So, let’s imagine that you are well rested. How do you feel during the work day? Do you mostly feel energized by the tasks ahead? Do you feel drained by most of the tasks ahead of you? If it is the latter, you may want to think about the tasks that you find interesting and energizing compared to the ones that you find draining. If you are unsure, you may be interested in learning more about yourself by taking a career assessment and talking through the results with a career coach.
“Nothing great was ever achieved without enthusiasm.” – Ralph Waldo Emerson
Many of my clients come to me and say that they don’t care what kind of job they get, they just want a job. It’s not true, and they will readily admit that to me after I suggest some jobs that they find distasteful. Knowing yourself is vital.
At different points in your life, you may have different priorities. In your 20’s you may not mind working 90 hours/week to establish yourself. As you move into your 30’s, you may value a more flexible schedule that will allow you to spend time with your children. In your 40’s you may be looking for more meaning in your life. As you approach your 50-60’s, you may be thinking about your legacy, that is, what are you leaving behind? How will you be remembered? Regardless of your life stage, a positive attitude will take you further than you can imagine.
You may be the smartest and most efficient person in the company, but if you are difficult to work with, people will start to isolate you. Quite politely in many cases. You will notice that whenever you need help, everyone is too busy. Most people prefer to keep the peace rather than have a direct conversation with someone who may not be open to feedback. Be pleasant. If you can’t find a reason to be pleasant, try to figure out the underlying cause. See a counselor to get some outside perspective, help, and additional skills to cope with the stresses of your life.
Time and time again, I hear from employers that they can coach a new employee on technical skills but not on how to get along with others. We all make mistakes. No one is perfect, but having a willing attitude will make a world of difference. People are watching. Your colleagues may change jobs and, if you are smart, which I know you are, your pleasant disposition will have them keep you in mind when there is an opening at their new place of employment.
We spend so much time at work. No one wants to work with someone who is unhappy and unwilling to do his or her fair share. Be the person others want to work with. You never know how this shift in perspective and attitude will help you and what new paths it will lead you down.
“Working hard for something you don’t care about is called stress. Working hard for something you love is called passion.” – Simon Sinek
Don’t you love this quote? I should point out that you can be stressed when you are doing what you love too. However, it is a different kind of stress. An energizing stress more than anything, because you care so much.
Make your life easier. Figure out what you love. What makes your heart sing? What is something you could do all day and not get tired? What do you like reading? What movies are you drawn to? How are these all connected?

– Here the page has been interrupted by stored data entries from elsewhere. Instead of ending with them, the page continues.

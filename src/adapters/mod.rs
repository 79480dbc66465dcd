pub mod notify;
pub mod storage;
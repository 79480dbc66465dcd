use crate::config::{LogFormat, TelemetryConfig};
use opentelemetry::{KeyValue, global};
use opentelemetry_otlp::WithExportConfig;
use opentelemetry_sdk::{
    Resource,
    metrics::{PeriodicReader, SdkMeterProvider},
    propagation::TraceContextPropagator,
    trace::SdkTracerProvider,
};
use opentelemetry_semantic_conventions::resource::{SERVICE_NAME, SERVICE_VERSION};
use tracing_opentelemetry::OpenTelemetryLayer;
use tracing_subscriber::filter::Directive;
use tracing_subscriber::{EnvFilter, Registry, layer::SubscriberExt, util::SubscriberInitExt};

const SERVICE: &str = "folio-contact";

/// Keeps the OTLP providers alive; flush them with [`TelemetryGuard::shutdown`].
#[derive(Debug, Default)]
pub struct TelemetryGuard {
    tracer_provider: Option<SdkTracerProvider>,
    meter_provider: Option<SdkMeterProvider>,
}

impl TelemetryGuard {
    /// Shuts down the telemetry providers, ensuring all remaining spans and metrics are flushed.
    pub fn shutdown(self) {
        if let Some(provider) = self.tracer_provider
            && let Err(e) = provider.shutdown()
        {
            tracing::warn!(error = %e, "Failed to shut down tracer provider");
        }
        if let Some(provider) = self.meter_provider
            && let Err(e) = provider.shutdown()
        {
            tracing::warn!(error = %e, "Failed to shut down meter provider");
        }
    }
}

fn env_filter() -> EnvFilter {
    let filter = EnvFilter::try_from_default_env().unwrap_or_else(|_| "info".into());
    ["hyper=warn", "aws_smithy_runtime=warn", "aws_config=warn"]
        .into_iter()
        .filter_map(|directive| directive.parse::<Directive>().ok())
        .fold(filter, EnvFilter::add_directive)
}

/// Initializes the OpenTelemetry tracing and metrics providers and hooks them into the tracing subscriber.
///
/// # Errors
/// Returns an error if an OTLP exporter cannot be built.
pub fn init_telemetry(config: &TelemetryConfig) -> anyhow::Result<TelemetryGuard> {
    let registry = Registry::default().with(env_filter());
    let mut guard = TelemetryGuard::default();

    let otel_layer = if let Some(endpoint) = &config.otlp_endpoint {
        let resource = Resource::builder()
            .with_attributes(vec![
                KeyValue::new(SERVICE_NAME, SERVICE),
                KeyValue::new(SERVICE_VERSION, env!("CARGO_PKG_VERSION")),
            ])
            .build();

        global::set_text_map_propagator(TraceContextPropagator::new());

        let tracer_provider = SdkTracerProvider::builder()
            .with_resource(resource.clone())
            .with_batch_exporter(
                opentelemetry_otlp::SpanExporter::builder()
                    .with_http()
                    .with_endpoint(format!("{endpoint}/v1/traces"))
                    .build()?,
            )
            .build();

        let tracer = opentelemetry::trace::TracerProvider::tracer(&tracer_provider, SERVICE);
        global::set_tracer_provider(tracer_provider.clone());

        let exporter = opentelemetry_otlp::MetricExporter::builder()
            .with_http()
            .with_endpoint(format!("{endpoint}/v1/metrics"))
            .build()?;

        let reader = PeriodicReader::builder(exporter).build();
        let meter_provider = SdkMeterProvider::builder().with_resource(resource).with_reader(reader).build();
        global::set_meter_provider(meter_provider.clone());

        guard.tracer_provider = Some(tracer_provider);
        guard.meter_provider = Some(meter_provider);
        Some(OpenTelemetryLayer::new(tracer))
    } else {
        None
    };

    let registry = registry.with(otel_layer);

    match config.log_format {
        LogFormat::Text => {
            registry.with(tracing_subscriber::fmt::layer()).init();
        }
        LogFormat::Json => {
            registry.with(tracing_subscriber::fmt::layer().json()).init();
        }
    }

    Ok(guard)
}
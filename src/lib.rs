//! Great-circle distances, bounding boxes and geohash encoding for
//! latitude/longitude points.
//!
//! ```rust
//! use geoutil::{Point, METER, geohash, spatial};
//!
//! let kl = Point::new(3.096249444382203, 101.53713780926184);
//! let sg = Point::new(1.3361333233860981, 103.83548216216576);
//!
//! let exact = kl.distance_to(&sg);
//! let stable = spatial::get_distance_haversine(&kl, &sg);
//! assert!((exact - stable).meters().abs() < 0.01);
//!
//! let area = kl.boundary_of(500.0 * METER);
//! assert!(area.contains(&kl));
//!
//! let hash = geohash::encode(&kl, 9);
//! assert!(geohash::decode_bounds(&hash).contains(&kl));
//! ```
//!
//! All functions are pure and need no setup. [`GeoUtil`] bundles a
//! [`Config`] for callers who want one formula, one precision, or strict
//! input checking applied everywhere.

pub mod builder;
pub mod config;
pub mod error;
pub mod geohash;
pub mod spatial;
pub mod toolkit;
pub mod types;
pub mod validation;

pub use builder::GeoUtilBuilder;
pub use config::Config;
pub use error::{GeoError, Result};
pub use toolkit::GeoUtil;

pub use spatial::{
    DistanceFormula, distance_between, fast_get_distance, get_boundary, get_distance,
    get_distance_haversine, try_get_boundary,
};

pub use types::{
    Boundary, Distance, EARTH_RADIUS, FOOT, INCH, KILOMETER, METER, MILE, NAUTICAL_MILE, Point,
    YARD,
};

pub use validation::{is_valid_point, validate_point};

pub const VERSION: &str = env!("CARGO_PKG_VERSION");

/// Common imports
pub mod prelude {

    pub use crate::{Config, GeoError, GeoUtil, Result};

    pub use crate::{Boundary, Distance, Point};

    pub use crate::{KILOMETER, METER, MILE, NAUTICAL_MILE};

    pub use crate::spatial::{DistanceFormula, distance_between, get_boundary};

    pub use crate::validation::is_valid_point;
}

Life is short. Don’t just clock in and out. You owe it to yourself to figure out what you love.
8. Being Coachable
“Feedback is the breakfast of champions.” – Ken Blanchard
We are all doing the best that we can, so hearing negative feedback can be, at times, quite painful, especially if it hits one of our triggers, which is an experience that we haven’t healed from our past. It can also hurt if the tone is harsh or if the feedback is given publicly. These are all things to consider if you find yourself in a position where you need to give someone negative feedback too.
So, how do you accept feedback graciously?
1. Know that it may not be easy for the person who is giving you the feedback. Many people do not like confrontation, and this is very uncomfortable for many.
2. If you have asked for feedback, do not defend yourself. Listen to the other person. Reframe their feedback to make sure you understand what they are saying. Ask clarifying questions, if you are unclear.
3. Be sure to thank the person who is providing the feedback. Once we are grown-ups, we are not usually in relationships where people give us regular feedback.
Growing up, our moms tell us, “Stand up straight,“ “Don’t talk with your mouth full,” “Elbows off the table.” Now…not so much. Maybe you didn’t get the job, because the employer is afraid that you are uncoachable. When you applied for the job and followed-up with the employer, did you find yourself arguing about their job requirements? If this is your attitude before you get the job, how about afterward? This is not to say that you can’t state your opinion or be true to yourself but know the right time and place. Arguing before you get the job is not a great idea. Once you have the job, you will begin to understand the group dynamics and hopefully form collaborative relationships with the team and your boss. Team work makes the dream work as they say.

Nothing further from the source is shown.